Stored items.
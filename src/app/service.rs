//! Application service: the hexagonal core.
//!
//! [`AppService`] owns the task scheduler, the live configuration and the
//! hardware behind port traits.  Three cooperative loops share it:
//!
//! ```text
//!   ButtonPort ──▶ button_loop ──┐                ┌──▶ drain_loop ──▶ OperationEngine ──▶ ValvePort
//!                                ├─▶ policy ──▶ apply ─┤                                     BuzzerPort
//!   Clock ──────▶ idle_loop ─────┘    (commands)   └──▶ EventSink / ConfigPort
//! ```
//!
//! All loops run on one thread.  Shared state lives in `RefCell`s and no
//! borrow is held across an await point, so the loops interleave only at
//! their sleeps and signal waits.

use core::cell::{Cell, Ref, RefCell};
use core::time::Duration;

use embassy_sync::blocking_mutex::raw::NoopRawMutex;
use embassy_sync::signal::Signal;
use log::{error, info, warn};

use crate::config::SystemConfig;
use crate::drivers::button::{ButtonEvent, PressClassifier};
use crate::drivers::buzzer::{self, Melody};
use crate::engine::{CancelToken, OperationEngine};
use crate::error::Result;
use crate::operation::{OperationId, OperationKind};
use crate::policy;
use crate::scheduler::TaskScheduler;

use super::commands::AppCommand;
use super::events::AppEvent;
use super::ports::{ButtonPort, BuzzerPort, Clock, ConfigPort, EventSink, ValveMode, ValvePort};

// ───────────────────────────────────────────────────────────────
// AppService
// ───────────────────────────────────────────────────────────────

/// The application service orchestrates all domain logic.
pub struct AppService<H, S, E, C> {
    hw: RefCell<H>,
    store: S,
    sink: RefCell<E>,
    clock: C,
    config: RefCell<SystemConfig>,
    scheduler: RefCell<TaskScheduler>,
    /// Raised whenever something is queued; wakes the drain loop.
    work: Signal<NoopRawMutex, ()>,
    cancel: CancelToken,
    valve_owner: Cell<Option<OperationId>>,
}

impl<H, S, E, C> AppService<H, S, E, C>
where
    H: ValvePort + ButtonPort + BuzzerPort,
    S: ConfigPort,
    E: EventSink,
    C: Clock,
{
    /// Construct the service.  Idle time is measured from now.
    ///
    /// Does **not** touch the hardware; call [`start`](Self::start) or
    /// [`run`](Self::run) next.
    pub fn new(config: SystemConfig, hw: H, store: S, sink: E, clock: C) -> Self {
        let scheduler = TaskScheduler::new(clock.now_ms());
        Self {
            hw: RefCell::new(hw),
            store,
            sink: RefCell::new(sink),
            clock,
            config: RefCell::new(config),
            scheduler: RefCell::new(scheduler),
            work: Signal::new(),
            cancel: CancelToken::new(),
            valve_owner: Cell::new(None),
        }
    }

    // ── Lifecycle ─────────────────────────────────────────────

    /// Boot sequence: close every valve, then play the greeting.
    pub async fn start(&self) {
        self.hw.borrow_mut().set_mode(ValveMode::Closed);
        buzzer::play(&self.hw, &self.clock, Melody::Greeting).await;
        self.emit(AppEvent::Started);
        info!("AppService started");
    }

    /// Boot, then run all loops forever.
    pub async fn run(&self) {
        self.start().await;
        futures_lite::future::or(
            self.drain_loop(),
            futures_lite::future::or(self.button_loop(), self.idle_loop()),
        )
        .await;
    }

    // ── Loops ─────────────────────────────────────────────────

    /// Executes queued operations one at a time, in FIFO order.
    pub async fn drain_loop(&self) {
        loop {
            let next = self.scheduler.borrow_mut().begin_next(self.clock.now_ms());
            let Some(op) = next else {
                self.work.wait().await;
                continue;
            };

            // A request aimed at the previous operation must not stop this one.
            self.cancel.reset();
            self.emit(AppEvent::OperationStarted(op));

            let cfg = self.config.borrow().clone();
            let engine = OperationEngine::new(&self.hw, &self.clock, &self.cancel, &self.valve_owner);
            match engine.run(&op, &cfg).await {
                Ok(outcome) => {
                    let record = self.scheduler.borrow_mut().finish(outcome, self.clock.now_ms());
                    if let Some(record) = record {
                        self.emit(AppEvent::OperationFinished(record));
                    }
                }
                Err(e) => {
                    // The valves were never touched: free the slot, keep the timers.
                    error!("AppService: {} {} not run: {}", op.kind, op.id, e);
                    self.scheduler.borrow_mut().abandon();
                }
            }
        }
    }

    /// Samples the button and turns completed presses into commands.
    pub async fn button_loop(&self) {
        let (poll_ms, debounce_ms, long_press_ms) = {
            let cfg = self.config.borrow();
            (cfg.button_poll_ms, cfg.debounce_ms, cfg.long_press_ms)
        };
        let mut classifier = PressClassifier::new(debounce_ms, long_press_ms);
        loop {
            self.clock.sleep(Duration::from_millis(u64::from(poll_ms))).await;
            let pressed = self.hw.borrow_mut().is_pressed();
            if let Some(event) = classifier.sample(pressed, self.clock.now_ms()) {
                self.handle_button(event).await;
            }
        }
    }

    /// Queues an auto-flush once the appliance has been idle long enough.
    pub async fn idle_loop(&self) {
        loop {
            let period_ms = self.config.borrow().idle_check_ms;
            self.clock.sleep(Duration::from_millis(u64::from(period_ms))).await;
            let due = policy::auto_flush_due(
                &self.scheduler.borrow(),
                self.clock.now_ms(),
                &self.config.borrow(),
            );
            if due {
                info!("AppService: appliance idle, scheduling auto-flush");
                self.apply(&[AppCommand::Enqueue {
                    kind: OperationKind::AutoFlush,
                    duration_secs: None,
                }]);
            }
        }
    }

    // ── Command handling ──────────────────────────────────────

    /// Acknowledge a classified press, then act on it.
    pub async fn handle_button(&self, event: ButtonEvent) {
        self.emit(AppEvent::ButtonPressed(event));
        let melody = match event {
            ButtonEvent::ShortPress => Melody::Short,
            ButtonEvent::LongPress => Melody::Long,
        };
        buzzer::play(&self.hw, &self.clock, melody).await;

        let cmds = policy::on_button(
            event,
            &self.scheduler.borrow(),
            self.clock.now_ms(),
            &self.config.borrow(),
        );
        self.apply(&cmds);
    }

    /// Apply commands in order.  A failing command is logged and skipped.
    pub fn apply(&self, cmds: &[AppCommand]) {
        for &cmd in cmds {
            if let Err(e) = self.apply_one(cmd) {
                warn!("AppService: {:?} failed: {}", cmd, e);
            }
        }
    }

    fn apply_one(&self, cmd: AppCommand) -> Result<()> {
        match cmd {
            AppCommand::Enqueue {
                kind,
                duration_secs,
            } => {
                let op = self.scheduler.borrow_mut().enqueue(kind, duration_secs)?;
                self.emit(AppEvent::OperationQueued(op));
                self.work.signal(());
            }
            AppCommand::CancelCurrent => {
                let running = self.scheduler.borrow().cancel_current();
                if let Some(op) = running {
                    self.cancel.cancel();
                    self.emit(AppEvent::CancelRequested(op));
                }
            }
            AppCommand::SaveFilterDuration(filter_secs) => {
                let updated = {
                    let mut cfg = self.config.borrow_mut();
                    cfg.filter_secs = filter_secs;
                    cfg.clone()
                };
                self.emit(AppEvent::FilterRecalibrated { filter_secs });
                self.store.save(&updated)?;
                info!("AppService: filter duration saved ({}s)", filter_secs);
            }
        }
        Ok(())
    }

    // ── Queries ───────────────────────────────────────────────

    /// Read-only view of the scheduler.  Do not hold across an await.
    pub fn scheduler(&self) -> Ref<'_, TaskScheduler> {
        self.scheduler.borrow()
    }

    /// Clone of the live configuration.
    pub fn config(&self) -> SystemConfig {
        self.config.borrow().clone()
    }

    /// Operation currently holding the valves, if any.
    pub fn valve_owner(&self) -> Option<OperationId> {
        self.valve_owner.get()
    }

    pub fn clock(&self) -> &C {
        &self.clock
    }

    // ── Internal ──────────────────────────────────────────────

    fn emit(&self, event: AppEvent) {
        self.sink.borrow_mut().emit(&event);
    }
}
//! Fuzz target: config loading
//!
//! Feeds arbitrary bytes as the stored config file.  Loading must never
//! panic, and whatever comes back must pass validation: a corrupted or
//! out-of-range file falls back to defaults.
//!
//! cargo fuzz run fuzz_config_json

#![no_main]

use libfuzzer_sys::fuzz_target;
use osmoflow::adapters::config_store::MemoryConfigStore;
use osmoflow::config::load_or_default;

fuzz_target!(|data: &[u8]| {
    let Ok(text) = core::str::from_utf8(data) else {
        return;
    };
    let store = MemoryConfigStore::with_json(text);
    let cfg = load_or_default(&store);
    assert!(cfg.validate().is_ok(), "loaded config must be valid: {cfg:?}");
});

TASK TO CARRY OUT. Every line in the data above that includes the word "Result" should be copied.

FINAL ANSWER.
use crate::error::Result;
    fn apply_one(&self, cmd: AppCommand) -> Result<()> {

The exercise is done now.